→ **Exercise objective**
In the data below, which lines hold the word "const"? Copy them.
====
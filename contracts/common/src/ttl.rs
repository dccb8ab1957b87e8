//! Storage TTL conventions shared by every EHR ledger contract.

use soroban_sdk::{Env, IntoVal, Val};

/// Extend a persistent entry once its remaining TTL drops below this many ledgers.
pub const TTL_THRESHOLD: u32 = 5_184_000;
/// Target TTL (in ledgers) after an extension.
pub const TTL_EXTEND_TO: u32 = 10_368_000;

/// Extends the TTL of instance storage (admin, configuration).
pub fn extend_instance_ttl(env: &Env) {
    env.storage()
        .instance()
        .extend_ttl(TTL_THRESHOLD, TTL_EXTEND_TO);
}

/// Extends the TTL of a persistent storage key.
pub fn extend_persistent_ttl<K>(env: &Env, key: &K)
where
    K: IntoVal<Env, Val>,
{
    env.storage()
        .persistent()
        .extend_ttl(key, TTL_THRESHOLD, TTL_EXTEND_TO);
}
====
→ **Solution**
pub const TTL_THRESHOLD: u32 = 5_184_000;
pub const TTL_EXTEND_TO: u32 = 10_368_000;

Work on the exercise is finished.